From the data below, return each line in which the string "long" is found.

::: Dataset entries

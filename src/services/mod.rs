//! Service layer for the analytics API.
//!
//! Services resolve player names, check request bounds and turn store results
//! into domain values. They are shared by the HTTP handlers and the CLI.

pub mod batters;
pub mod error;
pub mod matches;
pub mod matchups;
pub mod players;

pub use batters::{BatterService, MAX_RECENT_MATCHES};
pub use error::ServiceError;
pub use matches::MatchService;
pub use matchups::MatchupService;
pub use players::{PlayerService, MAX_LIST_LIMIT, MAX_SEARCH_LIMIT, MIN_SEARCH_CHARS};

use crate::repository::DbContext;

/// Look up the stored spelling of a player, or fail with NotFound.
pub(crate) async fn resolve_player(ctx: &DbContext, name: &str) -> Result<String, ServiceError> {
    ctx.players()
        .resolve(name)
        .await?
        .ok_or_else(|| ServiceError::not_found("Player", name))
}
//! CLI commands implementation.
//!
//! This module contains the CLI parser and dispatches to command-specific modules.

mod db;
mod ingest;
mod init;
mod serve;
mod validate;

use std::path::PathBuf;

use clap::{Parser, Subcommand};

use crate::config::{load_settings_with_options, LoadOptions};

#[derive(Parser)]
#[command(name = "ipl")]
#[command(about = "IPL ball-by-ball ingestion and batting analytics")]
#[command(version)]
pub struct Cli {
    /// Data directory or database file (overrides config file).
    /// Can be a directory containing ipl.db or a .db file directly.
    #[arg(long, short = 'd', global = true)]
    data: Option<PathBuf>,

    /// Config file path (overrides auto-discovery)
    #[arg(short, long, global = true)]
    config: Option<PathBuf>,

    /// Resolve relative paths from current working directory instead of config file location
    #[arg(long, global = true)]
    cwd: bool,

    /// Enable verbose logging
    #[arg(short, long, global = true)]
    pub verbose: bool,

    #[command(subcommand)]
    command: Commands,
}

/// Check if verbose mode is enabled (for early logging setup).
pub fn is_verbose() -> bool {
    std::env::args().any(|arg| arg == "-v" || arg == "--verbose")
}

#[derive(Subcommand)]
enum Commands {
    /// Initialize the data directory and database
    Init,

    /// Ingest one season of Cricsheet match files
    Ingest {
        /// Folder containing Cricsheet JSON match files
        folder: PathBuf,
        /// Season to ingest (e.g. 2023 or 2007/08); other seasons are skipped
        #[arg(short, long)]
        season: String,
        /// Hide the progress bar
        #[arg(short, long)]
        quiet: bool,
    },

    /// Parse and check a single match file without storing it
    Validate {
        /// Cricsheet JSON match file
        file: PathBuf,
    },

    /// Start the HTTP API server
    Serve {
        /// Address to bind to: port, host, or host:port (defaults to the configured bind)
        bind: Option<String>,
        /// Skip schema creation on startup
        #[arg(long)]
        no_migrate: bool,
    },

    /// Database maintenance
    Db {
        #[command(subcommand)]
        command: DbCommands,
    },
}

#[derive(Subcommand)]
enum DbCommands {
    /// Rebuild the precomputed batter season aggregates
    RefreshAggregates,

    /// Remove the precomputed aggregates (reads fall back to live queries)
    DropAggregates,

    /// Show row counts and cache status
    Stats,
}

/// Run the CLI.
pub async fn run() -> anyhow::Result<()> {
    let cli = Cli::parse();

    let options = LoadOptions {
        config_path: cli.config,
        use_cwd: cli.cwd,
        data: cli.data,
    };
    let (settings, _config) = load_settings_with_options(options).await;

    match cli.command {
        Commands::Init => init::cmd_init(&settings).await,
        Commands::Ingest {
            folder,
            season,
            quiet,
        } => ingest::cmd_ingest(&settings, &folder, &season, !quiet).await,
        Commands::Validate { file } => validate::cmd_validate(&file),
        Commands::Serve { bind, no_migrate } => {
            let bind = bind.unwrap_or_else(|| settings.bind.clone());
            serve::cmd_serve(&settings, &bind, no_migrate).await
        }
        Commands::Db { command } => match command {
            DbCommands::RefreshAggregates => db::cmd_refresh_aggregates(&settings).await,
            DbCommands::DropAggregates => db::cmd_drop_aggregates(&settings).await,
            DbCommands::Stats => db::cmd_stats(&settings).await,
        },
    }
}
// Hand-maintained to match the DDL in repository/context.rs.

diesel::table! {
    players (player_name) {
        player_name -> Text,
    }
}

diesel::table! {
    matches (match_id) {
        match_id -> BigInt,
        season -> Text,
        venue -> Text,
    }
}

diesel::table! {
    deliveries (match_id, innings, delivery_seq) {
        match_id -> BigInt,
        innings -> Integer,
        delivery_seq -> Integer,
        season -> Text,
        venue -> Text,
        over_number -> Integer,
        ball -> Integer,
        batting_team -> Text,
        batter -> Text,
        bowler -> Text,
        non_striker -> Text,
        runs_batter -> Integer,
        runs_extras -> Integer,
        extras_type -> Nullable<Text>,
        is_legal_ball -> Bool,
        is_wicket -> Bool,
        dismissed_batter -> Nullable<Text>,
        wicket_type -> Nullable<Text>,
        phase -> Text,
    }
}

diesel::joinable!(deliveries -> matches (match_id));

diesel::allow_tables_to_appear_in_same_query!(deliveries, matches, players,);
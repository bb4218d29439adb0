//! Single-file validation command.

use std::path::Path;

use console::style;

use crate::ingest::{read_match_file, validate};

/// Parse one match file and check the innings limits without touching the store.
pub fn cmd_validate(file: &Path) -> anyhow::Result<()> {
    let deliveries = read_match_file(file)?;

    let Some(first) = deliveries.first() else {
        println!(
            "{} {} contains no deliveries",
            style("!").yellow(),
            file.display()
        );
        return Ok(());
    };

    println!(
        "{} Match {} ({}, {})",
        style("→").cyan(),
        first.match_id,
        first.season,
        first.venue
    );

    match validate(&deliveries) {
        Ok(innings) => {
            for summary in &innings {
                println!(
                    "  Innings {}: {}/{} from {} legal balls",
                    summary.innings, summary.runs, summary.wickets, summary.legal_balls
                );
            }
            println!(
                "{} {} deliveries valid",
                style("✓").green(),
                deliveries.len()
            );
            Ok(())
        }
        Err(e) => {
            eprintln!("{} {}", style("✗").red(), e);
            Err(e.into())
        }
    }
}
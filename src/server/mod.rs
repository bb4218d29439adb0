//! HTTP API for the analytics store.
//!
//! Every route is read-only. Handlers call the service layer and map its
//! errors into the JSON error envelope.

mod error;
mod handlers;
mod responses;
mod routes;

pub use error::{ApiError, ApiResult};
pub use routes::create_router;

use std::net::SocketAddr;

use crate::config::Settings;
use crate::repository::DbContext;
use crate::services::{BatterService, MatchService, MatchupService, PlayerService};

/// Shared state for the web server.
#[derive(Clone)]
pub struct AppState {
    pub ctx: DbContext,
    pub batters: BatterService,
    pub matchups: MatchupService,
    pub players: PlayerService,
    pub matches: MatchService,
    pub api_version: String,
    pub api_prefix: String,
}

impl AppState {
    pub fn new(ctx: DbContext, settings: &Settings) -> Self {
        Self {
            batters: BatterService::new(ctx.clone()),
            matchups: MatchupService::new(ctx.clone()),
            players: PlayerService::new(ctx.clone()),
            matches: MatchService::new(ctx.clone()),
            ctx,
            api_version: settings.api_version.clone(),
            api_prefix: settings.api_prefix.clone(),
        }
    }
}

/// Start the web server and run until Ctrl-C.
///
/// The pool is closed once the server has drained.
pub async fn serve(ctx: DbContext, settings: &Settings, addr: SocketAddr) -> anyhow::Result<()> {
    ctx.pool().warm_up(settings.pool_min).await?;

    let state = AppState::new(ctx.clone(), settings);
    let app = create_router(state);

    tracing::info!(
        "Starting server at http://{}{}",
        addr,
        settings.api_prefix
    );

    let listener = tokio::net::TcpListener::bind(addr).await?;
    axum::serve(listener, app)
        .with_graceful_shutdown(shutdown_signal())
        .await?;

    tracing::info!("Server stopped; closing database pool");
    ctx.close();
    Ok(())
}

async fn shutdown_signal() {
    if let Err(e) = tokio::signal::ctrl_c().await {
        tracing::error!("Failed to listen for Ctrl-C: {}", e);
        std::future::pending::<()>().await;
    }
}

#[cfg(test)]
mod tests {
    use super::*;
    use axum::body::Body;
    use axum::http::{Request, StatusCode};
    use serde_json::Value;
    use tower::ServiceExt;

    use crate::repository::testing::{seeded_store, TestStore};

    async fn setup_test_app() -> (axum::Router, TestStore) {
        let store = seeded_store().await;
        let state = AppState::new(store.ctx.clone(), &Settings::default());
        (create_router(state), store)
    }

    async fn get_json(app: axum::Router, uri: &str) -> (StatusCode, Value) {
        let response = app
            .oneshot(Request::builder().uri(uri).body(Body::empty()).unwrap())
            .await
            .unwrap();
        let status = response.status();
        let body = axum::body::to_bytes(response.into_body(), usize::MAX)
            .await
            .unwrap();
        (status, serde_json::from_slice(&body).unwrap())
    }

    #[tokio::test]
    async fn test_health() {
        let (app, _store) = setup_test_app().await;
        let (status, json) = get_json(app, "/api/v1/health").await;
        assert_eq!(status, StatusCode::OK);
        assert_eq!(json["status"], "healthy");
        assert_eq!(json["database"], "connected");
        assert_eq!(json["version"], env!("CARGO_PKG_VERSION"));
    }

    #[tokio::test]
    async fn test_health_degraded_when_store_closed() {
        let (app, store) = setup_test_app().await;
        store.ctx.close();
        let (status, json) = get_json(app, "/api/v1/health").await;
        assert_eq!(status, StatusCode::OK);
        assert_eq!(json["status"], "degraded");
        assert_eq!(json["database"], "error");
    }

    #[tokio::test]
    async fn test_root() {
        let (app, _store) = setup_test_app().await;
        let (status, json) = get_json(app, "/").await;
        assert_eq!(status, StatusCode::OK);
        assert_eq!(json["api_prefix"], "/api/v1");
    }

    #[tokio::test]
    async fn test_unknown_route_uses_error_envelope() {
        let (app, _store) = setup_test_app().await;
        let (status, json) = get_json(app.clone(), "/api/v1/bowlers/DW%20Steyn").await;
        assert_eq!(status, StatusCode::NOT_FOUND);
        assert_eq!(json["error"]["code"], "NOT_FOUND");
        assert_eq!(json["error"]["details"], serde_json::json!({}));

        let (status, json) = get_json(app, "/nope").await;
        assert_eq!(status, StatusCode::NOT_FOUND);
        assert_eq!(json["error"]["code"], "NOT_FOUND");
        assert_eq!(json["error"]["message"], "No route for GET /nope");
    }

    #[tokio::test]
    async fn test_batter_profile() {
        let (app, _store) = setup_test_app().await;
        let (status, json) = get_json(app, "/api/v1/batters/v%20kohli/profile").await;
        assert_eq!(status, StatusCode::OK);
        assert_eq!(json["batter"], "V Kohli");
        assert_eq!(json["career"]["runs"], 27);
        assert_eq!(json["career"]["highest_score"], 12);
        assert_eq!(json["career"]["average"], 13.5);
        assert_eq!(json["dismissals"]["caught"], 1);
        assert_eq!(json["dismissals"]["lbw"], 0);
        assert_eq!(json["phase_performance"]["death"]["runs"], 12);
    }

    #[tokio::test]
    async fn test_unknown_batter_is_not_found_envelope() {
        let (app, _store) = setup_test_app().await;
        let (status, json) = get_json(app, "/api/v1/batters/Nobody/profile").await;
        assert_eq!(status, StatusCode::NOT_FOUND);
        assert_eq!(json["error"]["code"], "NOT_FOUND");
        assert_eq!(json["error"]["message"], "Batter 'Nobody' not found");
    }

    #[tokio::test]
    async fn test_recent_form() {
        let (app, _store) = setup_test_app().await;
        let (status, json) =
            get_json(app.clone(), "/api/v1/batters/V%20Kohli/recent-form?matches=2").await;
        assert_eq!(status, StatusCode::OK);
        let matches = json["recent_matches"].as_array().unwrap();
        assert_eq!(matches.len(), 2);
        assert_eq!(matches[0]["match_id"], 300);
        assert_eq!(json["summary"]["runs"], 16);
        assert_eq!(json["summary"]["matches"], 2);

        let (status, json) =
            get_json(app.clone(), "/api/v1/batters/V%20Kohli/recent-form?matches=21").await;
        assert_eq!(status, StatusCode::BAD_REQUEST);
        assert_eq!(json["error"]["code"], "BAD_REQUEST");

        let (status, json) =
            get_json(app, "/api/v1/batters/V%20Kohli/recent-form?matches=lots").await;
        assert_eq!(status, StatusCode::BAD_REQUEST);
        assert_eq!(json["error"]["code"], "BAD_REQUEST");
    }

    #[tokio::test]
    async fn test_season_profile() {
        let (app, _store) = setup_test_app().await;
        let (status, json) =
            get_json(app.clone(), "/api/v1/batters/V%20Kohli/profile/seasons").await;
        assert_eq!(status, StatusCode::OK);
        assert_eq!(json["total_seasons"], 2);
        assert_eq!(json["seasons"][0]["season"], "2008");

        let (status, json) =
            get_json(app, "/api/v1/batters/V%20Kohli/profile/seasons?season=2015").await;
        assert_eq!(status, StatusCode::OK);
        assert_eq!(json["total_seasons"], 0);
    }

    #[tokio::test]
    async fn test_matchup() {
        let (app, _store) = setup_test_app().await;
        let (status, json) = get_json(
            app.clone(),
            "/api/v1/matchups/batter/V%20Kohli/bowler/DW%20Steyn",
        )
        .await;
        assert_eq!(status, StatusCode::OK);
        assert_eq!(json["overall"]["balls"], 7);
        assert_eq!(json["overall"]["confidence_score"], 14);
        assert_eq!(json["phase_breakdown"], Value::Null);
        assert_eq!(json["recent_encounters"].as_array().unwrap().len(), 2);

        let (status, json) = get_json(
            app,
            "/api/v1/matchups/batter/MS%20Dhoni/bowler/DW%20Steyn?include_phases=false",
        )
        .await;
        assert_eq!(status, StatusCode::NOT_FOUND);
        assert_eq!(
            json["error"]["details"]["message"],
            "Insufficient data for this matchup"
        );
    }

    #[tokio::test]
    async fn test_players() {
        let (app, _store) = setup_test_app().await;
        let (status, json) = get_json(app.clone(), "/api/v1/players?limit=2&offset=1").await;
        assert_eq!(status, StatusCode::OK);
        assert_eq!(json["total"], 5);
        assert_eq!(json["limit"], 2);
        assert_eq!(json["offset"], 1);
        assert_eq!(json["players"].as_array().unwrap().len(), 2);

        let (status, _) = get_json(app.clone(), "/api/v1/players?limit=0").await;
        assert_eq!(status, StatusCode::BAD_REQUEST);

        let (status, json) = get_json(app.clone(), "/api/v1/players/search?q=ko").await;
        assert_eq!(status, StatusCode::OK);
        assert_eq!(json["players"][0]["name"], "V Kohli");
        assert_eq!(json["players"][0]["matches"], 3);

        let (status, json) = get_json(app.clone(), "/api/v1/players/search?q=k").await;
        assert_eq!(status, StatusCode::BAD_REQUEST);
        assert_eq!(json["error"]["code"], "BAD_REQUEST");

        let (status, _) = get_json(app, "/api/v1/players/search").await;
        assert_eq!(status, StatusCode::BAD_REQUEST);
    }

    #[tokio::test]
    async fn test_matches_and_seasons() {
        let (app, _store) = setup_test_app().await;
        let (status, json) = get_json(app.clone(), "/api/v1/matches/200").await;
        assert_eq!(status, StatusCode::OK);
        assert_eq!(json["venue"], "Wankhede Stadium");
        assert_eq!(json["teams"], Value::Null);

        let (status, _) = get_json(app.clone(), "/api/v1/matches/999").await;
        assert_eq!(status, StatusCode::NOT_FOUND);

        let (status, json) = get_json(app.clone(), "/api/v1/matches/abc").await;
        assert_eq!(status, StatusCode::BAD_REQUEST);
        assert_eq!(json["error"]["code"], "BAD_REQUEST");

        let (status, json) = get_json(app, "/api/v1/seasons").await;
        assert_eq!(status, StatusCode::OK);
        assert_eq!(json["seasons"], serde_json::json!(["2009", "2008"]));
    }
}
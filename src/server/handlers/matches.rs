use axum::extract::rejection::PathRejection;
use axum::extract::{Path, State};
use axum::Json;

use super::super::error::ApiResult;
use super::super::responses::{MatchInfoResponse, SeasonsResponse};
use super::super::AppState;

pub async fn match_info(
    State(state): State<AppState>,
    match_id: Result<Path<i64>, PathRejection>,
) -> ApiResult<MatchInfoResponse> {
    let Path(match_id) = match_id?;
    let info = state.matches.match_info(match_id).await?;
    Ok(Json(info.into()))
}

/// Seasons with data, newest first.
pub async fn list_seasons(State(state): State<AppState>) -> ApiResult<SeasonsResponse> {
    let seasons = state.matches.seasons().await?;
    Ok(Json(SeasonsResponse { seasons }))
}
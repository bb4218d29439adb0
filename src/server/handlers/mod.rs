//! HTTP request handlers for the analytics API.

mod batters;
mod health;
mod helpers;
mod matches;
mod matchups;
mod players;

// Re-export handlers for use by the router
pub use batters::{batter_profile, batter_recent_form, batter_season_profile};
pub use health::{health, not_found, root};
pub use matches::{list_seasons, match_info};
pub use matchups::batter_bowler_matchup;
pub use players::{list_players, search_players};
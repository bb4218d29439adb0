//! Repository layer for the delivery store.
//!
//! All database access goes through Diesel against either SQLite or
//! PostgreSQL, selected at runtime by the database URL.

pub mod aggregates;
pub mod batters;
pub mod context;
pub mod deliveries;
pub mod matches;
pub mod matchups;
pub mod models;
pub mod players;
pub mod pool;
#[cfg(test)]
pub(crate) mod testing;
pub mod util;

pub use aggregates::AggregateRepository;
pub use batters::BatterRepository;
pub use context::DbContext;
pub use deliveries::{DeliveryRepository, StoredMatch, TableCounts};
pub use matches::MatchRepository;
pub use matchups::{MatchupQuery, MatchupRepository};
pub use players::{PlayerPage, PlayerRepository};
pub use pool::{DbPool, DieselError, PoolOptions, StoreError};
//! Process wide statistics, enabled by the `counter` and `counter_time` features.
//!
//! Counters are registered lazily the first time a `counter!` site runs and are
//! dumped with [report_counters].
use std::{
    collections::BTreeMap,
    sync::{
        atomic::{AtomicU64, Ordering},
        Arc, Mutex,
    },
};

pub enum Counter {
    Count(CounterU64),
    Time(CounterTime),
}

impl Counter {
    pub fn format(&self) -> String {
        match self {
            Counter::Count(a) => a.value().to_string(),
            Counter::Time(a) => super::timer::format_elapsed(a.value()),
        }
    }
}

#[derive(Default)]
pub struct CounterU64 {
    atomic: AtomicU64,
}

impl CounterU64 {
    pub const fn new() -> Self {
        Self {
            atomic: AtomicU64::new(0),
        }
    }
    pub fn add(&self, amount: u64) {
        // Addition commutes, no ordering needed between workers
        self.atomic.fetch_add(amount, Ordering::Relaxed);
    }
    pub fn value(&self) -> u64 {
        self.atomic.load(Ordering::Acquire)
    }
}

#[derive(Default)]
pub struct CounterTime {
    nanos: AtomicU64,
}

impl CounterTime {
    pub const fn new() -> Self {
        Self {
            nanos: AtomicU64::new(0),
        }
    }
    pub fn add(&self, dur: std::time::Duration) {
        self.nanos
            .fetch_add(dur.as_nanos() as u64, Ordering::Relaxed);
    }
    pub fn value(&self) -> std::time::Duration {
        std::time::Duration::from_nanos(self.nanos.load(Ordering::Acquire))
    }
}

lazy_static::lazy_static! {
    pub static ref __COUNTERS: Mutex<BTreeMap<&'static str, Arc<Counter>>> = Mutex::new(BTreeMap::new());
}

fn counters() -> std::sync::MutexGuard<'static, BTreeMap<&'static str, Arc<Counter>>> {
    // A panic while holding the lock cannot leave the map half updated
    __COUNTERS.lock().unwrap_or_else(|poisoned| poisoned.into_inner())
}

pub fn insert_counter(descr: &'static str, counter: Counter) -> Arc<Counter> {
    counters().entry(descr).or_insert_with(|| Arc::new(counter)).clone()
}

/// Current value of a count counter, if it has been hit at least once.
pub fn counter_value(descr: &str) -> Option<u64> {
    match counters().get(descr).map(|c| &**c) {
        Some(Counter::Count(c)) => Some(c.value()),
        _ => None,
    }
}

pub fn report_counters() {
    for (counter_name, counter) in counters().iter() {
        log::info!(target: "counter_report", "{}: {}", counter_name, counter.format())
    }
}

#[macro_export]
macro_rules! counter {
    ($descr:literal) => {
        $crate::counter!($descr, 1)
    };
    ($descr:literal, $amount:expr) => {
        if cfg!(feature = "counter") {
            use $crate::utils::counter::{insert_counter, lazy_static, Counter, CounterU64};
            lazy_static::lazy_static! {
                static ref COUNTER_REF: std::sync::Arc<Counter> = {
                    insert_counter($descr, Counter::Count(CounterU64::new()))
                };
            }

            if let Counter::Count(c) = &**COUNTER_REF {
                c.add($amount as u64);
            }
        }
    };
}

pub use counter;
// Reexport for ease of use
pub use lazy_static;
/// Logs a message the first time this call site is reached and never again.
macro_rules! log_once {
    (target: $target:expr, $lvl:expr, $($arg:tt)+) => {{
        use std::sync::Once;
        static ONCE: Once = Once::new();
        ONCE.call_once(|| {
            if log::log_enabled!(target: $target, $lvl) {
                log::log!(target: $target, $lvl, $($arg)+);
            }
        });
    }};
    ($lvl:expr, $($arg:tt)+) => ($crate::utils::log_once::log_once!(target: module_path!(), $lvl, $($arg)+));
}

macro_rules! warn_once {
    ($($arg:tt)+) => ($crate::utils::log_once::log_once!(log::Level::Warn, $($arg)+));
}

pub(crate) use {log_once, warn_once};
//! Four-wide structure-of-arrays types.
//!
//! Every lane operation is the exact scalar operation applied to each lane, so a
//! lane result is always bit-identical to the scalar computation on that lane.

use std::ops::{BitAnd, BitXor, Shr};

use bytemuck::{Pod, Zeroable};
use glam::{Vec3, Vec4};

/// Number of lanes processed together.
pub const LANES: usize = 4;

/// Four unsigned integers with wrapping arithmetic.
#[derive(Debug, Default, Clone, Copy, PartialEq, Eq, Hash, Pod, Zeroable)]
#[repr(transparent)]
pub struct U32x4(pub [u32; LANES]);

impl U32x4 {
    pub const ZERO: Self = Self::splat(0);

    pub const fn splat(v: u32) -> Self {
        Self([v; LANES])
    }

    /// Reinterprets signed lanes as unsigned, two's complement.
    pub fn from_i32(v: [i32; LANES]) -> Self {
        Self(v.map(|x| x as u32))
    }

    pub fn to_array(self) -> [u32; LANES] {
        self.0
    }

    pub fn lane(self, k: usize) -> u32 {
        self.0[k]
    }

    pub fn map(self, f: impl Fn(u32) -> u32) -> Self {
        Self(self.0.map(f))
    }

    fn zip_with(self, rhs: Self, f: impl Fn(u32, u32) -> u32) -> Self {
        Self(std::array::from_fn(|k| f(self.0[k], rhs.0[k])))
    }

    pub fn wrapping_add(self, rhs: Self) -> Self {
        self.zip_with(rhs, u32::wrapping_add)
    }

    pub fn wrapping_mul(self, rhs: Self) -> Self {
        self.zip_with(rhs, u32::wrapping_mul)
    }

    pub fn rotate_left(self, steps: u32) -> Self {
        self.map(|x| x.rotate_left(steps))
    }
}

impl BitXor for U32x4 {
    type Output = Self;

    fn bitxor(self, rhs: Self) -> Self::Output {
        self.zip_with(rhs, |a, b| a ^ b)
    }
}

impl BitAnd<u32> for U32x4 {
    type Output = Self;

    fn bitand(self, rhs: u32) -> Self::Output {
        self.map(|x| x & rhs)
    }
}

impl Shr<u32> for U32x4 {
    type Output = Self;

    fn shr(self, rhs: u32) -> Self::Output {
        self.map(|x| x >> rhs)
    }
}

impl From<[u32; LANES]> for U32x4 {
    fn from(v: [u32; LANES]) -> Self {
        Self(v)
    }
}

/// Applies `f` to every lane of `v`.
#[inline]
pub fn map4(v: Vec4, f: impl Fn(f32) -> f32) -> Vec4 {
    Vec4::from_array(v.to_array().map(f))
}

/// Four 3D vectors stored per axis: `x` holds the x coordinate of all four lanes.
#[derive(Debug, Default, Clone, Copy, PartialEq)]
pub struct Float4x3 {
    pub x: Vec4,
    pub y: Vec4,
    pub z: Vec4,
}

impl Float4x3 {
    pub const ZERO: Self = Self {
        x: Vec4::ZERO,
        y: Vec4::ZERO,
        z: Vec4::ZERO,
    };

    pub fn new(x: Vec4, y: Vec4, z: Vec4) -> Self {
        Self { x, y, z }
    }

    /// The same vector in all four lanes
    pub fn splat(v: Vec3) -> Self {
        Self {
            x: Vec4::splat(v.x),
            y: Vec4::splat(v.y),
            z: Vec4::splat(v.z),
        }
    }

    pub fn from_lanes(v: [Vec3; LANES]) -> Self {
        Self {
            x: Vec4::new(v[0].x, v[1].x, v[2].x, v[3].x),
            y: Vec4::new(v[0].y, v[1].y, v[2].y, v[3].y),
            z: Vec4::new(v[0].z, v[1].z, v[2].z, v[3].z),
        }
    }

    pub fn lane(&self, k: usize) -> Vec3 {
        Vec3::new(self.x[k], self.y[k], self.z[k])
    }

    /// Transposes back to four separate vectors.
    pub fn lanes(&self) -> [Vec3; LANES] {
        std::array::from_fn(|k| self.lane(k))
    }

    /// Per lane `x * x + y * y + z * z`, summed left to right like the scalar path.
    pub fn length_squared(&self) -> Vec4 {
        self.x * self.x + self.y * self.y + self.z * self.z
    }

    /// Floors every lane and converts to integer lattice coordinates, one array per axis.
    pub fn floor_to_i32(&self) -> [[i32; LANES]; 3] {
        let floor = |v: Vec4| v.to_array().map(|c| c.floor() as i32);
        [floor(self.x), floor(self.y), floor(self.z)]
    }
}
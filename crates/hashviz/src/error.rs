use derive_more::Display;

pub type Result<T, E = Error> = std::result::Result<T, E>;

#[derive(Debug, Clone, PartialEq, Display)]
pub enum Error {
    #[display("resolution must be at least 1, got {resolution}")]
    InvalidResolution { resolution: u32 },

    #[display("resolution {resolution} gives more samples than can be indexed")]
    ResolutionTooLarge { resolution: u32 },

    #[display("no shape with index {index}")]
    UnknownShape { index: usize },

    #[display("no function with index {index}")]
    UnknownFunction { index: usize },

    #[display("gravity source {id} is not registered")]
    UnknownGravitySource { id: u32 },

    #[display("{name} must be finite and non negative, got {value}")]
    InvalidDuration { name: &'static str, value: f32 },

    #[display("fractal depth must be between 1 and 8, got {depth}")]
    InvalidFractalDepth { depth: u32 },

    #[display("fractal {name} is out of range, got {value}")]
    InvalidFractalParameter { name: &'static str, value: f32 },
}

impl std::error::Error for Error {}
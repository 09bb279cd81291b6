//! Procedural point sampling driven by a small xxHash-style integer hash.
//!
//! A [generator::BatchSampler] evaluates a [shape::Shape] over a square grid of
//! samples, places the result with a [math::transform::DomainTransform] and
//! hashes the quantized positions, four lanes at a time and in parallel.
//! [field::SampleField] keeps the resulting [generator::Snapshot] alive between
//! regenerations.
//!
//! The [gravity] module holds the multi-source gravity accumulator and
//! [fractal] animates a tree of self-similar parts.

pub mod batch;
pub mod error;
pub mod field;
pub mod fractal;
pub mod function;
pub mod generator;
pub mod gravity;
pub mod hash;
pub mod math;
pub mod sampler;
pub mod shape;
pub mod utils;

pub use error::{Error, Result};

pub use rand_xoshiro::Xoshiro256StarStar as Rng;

::::::

=== Result below ===
    #[arg(long, short = 'd', global = true)]
    #[arg(short, long, global = true)]
    #[arg(long, global = true)]
    #[arg(short, long, global = true)]
        #[arg(short, long)]
        #[arg(short, long)]
        #[arg(long)]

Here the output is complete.